进一步对候选基因乙醇脱氢酶基因ADH1进行定量表达分析，结果显示（图 5），在不耐涝植株中，ADH1在淹水处理0.5 d时显著高表达，之后迅速降低。而在耐涝植株中，ADH1表达波动较小。ADH1在淹水处理0.5 d时，在不耐涝植株中的表达量显著高于耐涝植株，而在淹水处理第1、2、4和6 d，ADH1在耐涝植株中的表达量显著高于不耐涝植株。

3 讨论

随着全球变暖，极端气候频繁出现，降雨量分布不均衡，经常发生大面积不同程度的涝害，对农作物、蔬菜和果树等的产量和品质造成了严重影响[3,6,8]。目前，针对猕猴桃[23]、桃[5,24]、葡萄[25-26]和苹果[9,17,19,27]等果树开展了耐涝研究，但大多数集中在表型鉴定和生理生化水平。SLAF-seq技术具有低成本且高通量开发 SNP标记及基因分型的优势，国内外研究者利用此技术在多种作物上获得了与目标性状显著相关的分子标记及候选基因[13-16]。SONG等[28]用SLAF-seq技术定位了水稻耐冷性状的QTL。DONG等[14]利用 SLAF-Seq技术将大豆矮化基因定位到了第19条染色体上，关联区域为80.72 kb，并预测了 3个与大豆矮化的相关基因。贾秀苹等[29]通过此技术挖掘到了6个向日葵耐盐候选基因。因此，SLAF-Seq技术能广泛应用于基因定位，对相关性状候选基因的预测，可为基因的精细定位和克隆奠定基础。本研究采用SLAF-seq技术共开发了多态性SLAF有11 133个，通过序列分析和检测SNP位点，共获得了高质量SNP有170 617个。最终获得一个与耐涝性状紧密关联的候选区域，位于苹果第10号染色体1.94—3.25 Mb。

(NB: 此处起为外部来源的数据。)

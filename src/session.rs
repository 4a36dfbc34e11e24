//! Observation session
//!
//! A session owns what its clients share: the dedup registry, the metric
//! sink and the cancellation token every poller listens on. Ending the
//! session stops and joins all of its pollers.

use crate::chain::ChainReader;
use crate::config::Config;
use crate::dedup::DedupRegistry;
use crate::metrics::MetricSink;
use crate::poller::{BlockPoller, PollerStats, DEFAULT_POLL_INTERVAL};
use parking_lot::Mutex;
use std::sync::Arc;
use std::time::Duration;
use tokio::task::JoinHandle;
use tokio_util::sync::CancellationToken;
use tracing::{info, warn};

#[derive(Debug, Clone, PartialEq, Eq)]
pub struct SessionConfig {
    pub poll_interval: Duration,
    pub dedup_window: usize,
    pub max_endpoints: usize,
}

impl SessionConfig {
    pub fn from_config(config: &Config) -> Self {
        SessionConfig {
            poll_interval: config.poller.interval(),
            dedup_window: config.dedup.window,
            max_endpoints: config.dedup.max_endpoints,
        }
    }
}

impl Default for SessionConfig {
    fn default() -> Self {
        SessionConfig {
            poll_interval: DEFAULT_POLL_INTERVAL,
            dedup_window: 256,
            max_endpoints: 64,
        }
    }
}

/// Stats of one finished poller.
#[derive(Debug, Clone)]
pub struct PollerReport {
    pub endpoint: String,
    pub stats: PollerStats,
}

pub struct Session {
    config: SessionConfig,
    cancel: CancellationToken,
    registry: Arc<DedupRegistry>,
    sink: Arc<dyn MetricSink>,
    pollers: Mutex<Vec<(String, JoinHandle<PollerStats>)>>,
}

impl Session {
    pub fn new(config: SessionConfig, sink: Arc<dyn MetricSink>) -> Self {
        let registry = Arc::new(DedupRegistry::new(config.dedup_window, config.max_endpoints));
        Session {
            config,
            cancel: CancellationToken::new(),
            registry,
            sink,
            pollers: Mutex::new(Vec::new()),
        }
    }

    pub fn config(&self) -> &SessionConfig {
        &self.config
    }

    pub fn registry(&self) -> Arc<DedupRegistry> {
        Arc::clone(&self.registry)
    }

    pub fn sink(&self) -> Arc<dyn MetricSink> {
        Arc::clone(&self.sink)
    }

    pub fn is_closed(&self) -> bool {
        self.cancel.is_cancelled()
    }

    /// Spawn a poller for `endpoint`. Must be called inside a tokio runtime.
    pub fn start_poller(&self, endpoint: impl Into<String>, reader: Arc<dyn ChainReader>) {
        let endpoint = endpoint.into();
        if self.is_closed() {
            warn!(endpoint = %endpoint, "session closed, poller not started");
            return;
        }

        let handle = BlockPoller::new(endpoint.clone(), reader, self.registry(), self.sink())
            .with_interval(self.config.poll_interval)
            .spawn(self.cancel.child_token());
        self.pollers.lock().push((endpoint, handle));
    }

    pub fn poller_count(&self) -> usize {
        self.pollers.lock().len()
    }

    /// Cancel every poller and wait for all of them to finish.
    pub async fn shutdown(&self) -> Vec<PollerReport> {
        self.cancel.cancel();
        let pollers = std::mem::take(&mut *self.pollers.lock());
        info!(pollers = pollers.len(), "session shutting down");

        let mut reports = Vec::with_capacity(pollers.len());
        for (endpoint, handle) in pollers {
            match handle.await {
                Ok(stats) => reports.push(PollerReport { endpoint, stats }),
                Err(e) => warn!(endpoint = %endpoint, error = %e, "poller task failed"),
            }
        }
        reports
    }
}

impl Drop for Session {
    fn drop(&mut self) {
        self.cancel.cancel();
    }
}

水涝胁迫对植物的伤害程度因物种而异，即使同一物种不同基因型间也存在显著差异，因此，阐明植物对水涝胁迫响应的差异机理和耐涝遗传机制是研究其对植物伤害的前提和基础。深水稻采取避淹策略，通过节间伸长生长使植株顶端浮出水面与空气保持接触，以避免完全淹没[30]。浅水稻采取耐淹策略，在淹水期间表现为缓慢生长、维持存活，避免与茎秆伸长等能量消耗，当水退去后，再利用保存的能量恢复生长[10,31]。黄瓜在淹水情况下，会在根茎处形成不定根，通过不定根从空气中获取氧气[13]。苹果耐涝的表型明显不同于深水稻的“避淹策略”。本研究使用一年生实生苗为材料，试验中出现不定根的情况比较少见，但在涝害严重的成年苹果园中，一些苹果树会在地面附近形成粗短的气生根，来适应涝害。因此，推测苹果可能通过不同的策略抵抗涝害，一种是形成气生根；另一种是在淹没期间表现为缓慢生长且维持存活，以避免能量消耗。前期研究表明淹水造成低氧逆境对呼吸代谢系统及相关基因表达都产生了显著影响[32]。但这些基因是如何应答淹水胁迫、作用大小及其相互关联方式，目前尚不十分清楚。

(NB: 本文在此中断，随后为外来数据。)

#[cfg(test)]
mod tests {
    use super::*;
    use crate::chain::memory::InMemoryChain;
    use crate::metrics::CollectingSink;

    fn head(number: u64, timestamp: u64, tx_count: usize) -> BlockHead {
        BlockHead {
            number,
            timestamp,
            gas_used: 21_000 * tx_count as u64,
            gas_limit: 40_000_000,
            tx_count,
        }
    }

    fn poller(registry: &Arc<DedupRegistry>, sink: &Arc<CollectingSink>) -> BlockPoller {
        let chain = Arc::new(InMemoryChain::new("mem://poller"));
        BlockPoller::new(
            "mem://poller",
            chain as Arc<dyn ChainReader>,
            Arc::clone(registry),
            Arc::clone(sink) as Arc<dyn MetricSink>,
        )
    }

    #[test]
    fn test_tps_from_timestamp_diff() {
        let computed = block_metrics(&head(1, 100, 5), &head(2, 105, 20));
        assert_eq!(computed.elapsed_secs, 5);
        assert_eq!(computed.tps, 4.0);
        assert_eq!(computed.block_time_ms, 5000.0);
        assert_eq!(computed.elapsed_text(), "5s");
    }

    #[test]
    fn test_zero_elapsed_is_not_special_cased() {
        assert!(block_metrics(&head(1, 100, 0), &head(2, 100, 3)).tps.is_infinite());
        assert!(block_metrics(&head(1, 100, 0), &head(2, 100, 0)).tps.is_nan());
    }

    #[test]
    fn test_backwards_timestamp_saturates_to_zero() {
        let computed = block_metrics(&head(1, 100, 0), &head(2, 95, 6));
        assert_eq!(computed.elapsed_secs, 0);
        assert!(computed.tps.is_infinite());
        assert_eq!(computed.block_time_ms, 0.0);
        assert_eq!(computed.elapsed_text(), "0s");
    }

    #[test]
    fn test_elapsed_text_over_a_minute() {
        let computed = block_metrics(&head(1, 100, 0), &head(2, 165, 13));
        assert_eq!(computed.elapsed_text(), "1m 5s");
        assert_eq!(computed.tps, 0.2);
    }

    #[test]
    fn test_observe_emits_four_samples() {
        let registry = Arc::new(DedupRegistry::default());
        let sink = Arc::new(CollectingSink::new());
        let mut poller = poller(&registry, &sink);

        assert_eq!(poller.observe(head(7, 100, 0)), TickOutcome::Unchanged);
        assert_eq!(poller.observe(head(8, 110, 30)), TickOutcome::Emitted);

        let groups = sink.groups();
        assert_eq!(groups.len(), 1);
        let group = &groups[0];
        assert_eq!(group.len(), 4);

        assert_eq!(group[0].metric, BLOCK);
        assert_eq!(group[0].value, 8.0);
        assert_eq!(group[0].tags.get("transactions"), Some("30"));
        assert_eq!(group[0].tags.get("gas_used"), Some("630000"));
        assert_eq!(group[0].tags.get("gas_limit"), Some("40000000"));

        assert_eq!(group[1].metric, GAS_USED);
        assert_eq!(group[1].tags.get("block"), Some("8"));

        assert_eq!(group[2].metric, TPS);
        assert_eq!(group[2].value, 3.0);
        assert!(group[2].tags.is_empty());

        assert_eq!(group[3].metric, BLOCK_TIME);
        assert_eq!(group[3].value, 10_000.0);
        assert_eq!(group[3].tags.get("block_timestamp_diff"), Some("10s"));
    }

    #[test]
    fn test_unchanged_head_emits_nothing() {
        let registry = Arc::new(DedupRegistry::default());
        let sink = Arc::new(CollectingSink::new());
        let mut poller = poller(&registry, &sink);

        poller.observe(head(1, 100, 0));
        assert_eq!(poller.observe(head(2, 110, 1)), TickOutcome::Emitted);
        assert_eq!(poller.observe(head(2, 110, 1)), TickOutcome::Unchanged);
        assert_eq!(poller.observe(head(1, 100, 0)), TickOutcome::Unchanged);

        assert_eq!(sink.groups().len(), 1);
        assert_eq!(poller.previous().map(|h| h.number), Some(2));
        assert_eq!(poller.stats().unchanged, 3);
    }

    #[test]
    fn test_shared_registry_reports_block_once() {
        let registry = Arc::new(DedupRegistry::default());
        let sink = Arc::new(CollectingSink::new());
        let mut first = poller(&registry, &sink);
        let mut second = poller(&registry, &sink);

        first.observe(head(1, 100, 0));
        second.observe(head(1, 100, 0));

        assert_eq!(first.observe(head(2, 110, 4)), TickOutcome::Emitted);
        assert_eq!(second.observe(head(2, 110, 4)), TickOutcome::Duplicate);
        // the duplicate still advances the stored block
        assert_eq!(second.previous().map(|h| h.number), Some(2));
        assert_eq!(sink.samples_of(BLOCK).len(), 1);
    }

    #[tokio::test(start_paused = true)]
    async fn test_run_reports_new_blocks() {
        let chain = Arc::new(InMemoryChain::new("mem://run"));
        let sink = Arc::new(CollectingSink::new());
        let cancel = CancellationToken::new();
        let registry = Arc::new(DedupRegistry::default());

        let poller = BlockPoller::new(
            "mem://run",
            Arc::clone(&chain) as Arc<dyn ChainReader>,
            Arc::clone(&registry),
            Arc::clone(&sink) as Arc<dyn MetricSink>,
        );
        let state = poller.watch_state();
        assert_eq!(*state.borrow(), PollerState::Init);
        assert_eq!(registry.leases("mem://run"), 1);
        let handle = poller.spawn(cancel.clone());

        // let the initial read happen before the first block
        tokio::time::sleep(Duration::from_millis(100)).await;
        assert_eq!(*state.borrow(), PollerState::Polling);
        chain.produce_block();
        tokio::time::sleep(Duration::from_millis(500)).await;
        chain.produce_block();
        tokio::time::sleep(Duration::from_millis(500)).await;
        // nothing new for three ticks
        tokio::time::sleep(Duration::from_millis(1000)).await;

        cancel.cancel();
        let stats = handle.await.unwrap();

        let blocks: Vec<f64> = sink.samples_of(BLOCK).iter().map(|s| s.value).collect();
        assert_eq!(blocks, vec![1.0, 2.0]);
        assert_eq!(stats.emitted, 2);
        assert_eq!(stats.ticks, 5);
        assert_eq!(stats.unchanged, 3);
        assert!(!stats.initial_read_failed);
        assert_eq!(*state.borrow(), PollerState::Stopped);
        assert_eq!(registry.leases("mem://run"), 0);
    }

    #[tokio::test(start_paused = true)]
    async fn test_initial_read_failure_stops_poller() {
        let chain = Arc::new(InMemoryChain::new("mem://down"));
        chain.set_fail_reads(true);

        let poller = BlockPoller::new(
            "mem://down",
            chain as Arc<dyn ChainReader>,
            Arc::new(DedupRegistry::default()),
            Arc::new(CollectingSink::new()) as Arc<dyn MetricSink>,
        );
        let state = poller.watch_state();
        let stats = poller.run(CancellationToken::new()).await;

        assert!(stats.initial_read_failed);
        assert_eq!(stats.ticks, 0);
        assert_eq!(*state.borrow(), PollerState::Stopped);
    }

    #[tokio::test(start_paused = true)]
    async fn test_read_failures_skip_ticks() {
        let chain = Arc::new(InMemoryChain::new("mem://flaky"));
        let sink = Arc::new(CollectingSink::new());
        let cancel = CancellationToken::new();

        let handle = BlockPoller::new(
            "mem://flaky",
            Arc::clone(&chain) as Arc<dyn ChainReader>,
            Arc::new(DedupRegistry::default()),
            Arc::clone(&sink) as Arc<dyn MetricSink>,
        )
        .spawn(cancel.clone());

        tokio::time::sleep(Duration::from_millis(100)).await;
        chain.set_fail_reads(true);
        chain.produce_block();
        tokio::time::sleep(Duration::from_millis(1000)).await;
        chain.set_fail_reads(false);
        tokio::time::sleep(Duration::from_millis(500)).await;

        cancel.cancel();
        let stats = handle.await.unwrap();

        assert_eq!(stats.read_failures, 2);
        assert_eq!(stats.emitted, 1);
        assert_eq!(sink.samples_of(BLOCK).len(), 1);
    }

    #[tokio::test]
    async fn test_cancel_stops_idle_poller() {
        tokio::time::timeout(Duration::from_secs(5), async {
            let chain = Arc::new(InMemoryChain::new("mem://idle"));
            let cancel = CancellationToken::new();
            let handle = BlockPoller::new(
                "mem://idle",
                chain as Arc<dyn ChainReader>,
                Arc::new(DedupRegistry::default()),
                Arc::new(CollectingSink::new()) as Arc<dyn MetricSink>,
            )
            .with_interval(Duration::from_secs(3600))
            .spawn(cancel.clone());

            tokio::time::sleep(Duration::from_millis(20)).await;
            cancel.cancel();
            let stats = handle.await.unwrap();
            assert_eq!(stats.ticks, 0);
        })
        .await
        .expect("test_cancel_stops_idle_poller timed out");
    }
}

本研究在苹果耐涝性状关联区域，共注释到120个基因，其中有 5个转录因子。在这些基因中，推测ADH1是一个潜在的重要基因。本研究结果显示随着淹水处理的延长，ADH1在耐涝植株中的表达量显著高于不耐涝植株。淹水胁迫会提高乙醇脱氢酶ADH1活性，为细胞维持必要的生命活动提供能量[32]。植物在淹水条件下，降低的氧气水平通过干扰电子传递链，抑制 ATP的产生，限制了线粒体的呼吸作用，进而导致植物对能量的需求增加。当淹水胁迫造成能量短缺时，植物通过糖酵解和乙醇发酵途径获得必需的能量[33]。丙酮酸可通过乳酸脱氢酶 LDH转化为乳酸，或丙酮酸可通过丙酮酸脱羧酶PDC脱羧形成乙醛，再通过乙醇脱氢酶ADH还原为乙醇[6,34]。控制浅水稻耐淹性状的主效基因SUB1A可以增强乙醇脱氢酶ADH1的表达[31]。在淹水胁迫下，GmADH2转基因大豆种子萌发能力得到增强[34]。因此，推测乙醇脱氢酶基因 ADH1可能在苹果砧木耐涝中起重要作用，下一步将对该基因进行功能验证。

4 结论

本研究利用耐涝苹果砧木G41和不耐涝苹果砧木新疆野苹果及其构建 F1杂交群体为材料，基于SLAF-seq技术，共开发了119 072个SLAF标签，其中多态性SLAF有11 133个，共获得6 237 071个SNP，其中高质量SNP有170 617个。通过ED和SNP-index方法关联分析，获得1个与耐涝性状紧密关联的候选区域，位于苹果第10号染色体1.94—3.25 Mb，关联区域大小为1.31 Mb，关联区域内包含120个基因，对该区域内基因进行功能注释，发现1个与呼吸代谢相关的基因乙醇脱氢酶基因 ADH1，可能在苹果砧木耐涝中起重要作用。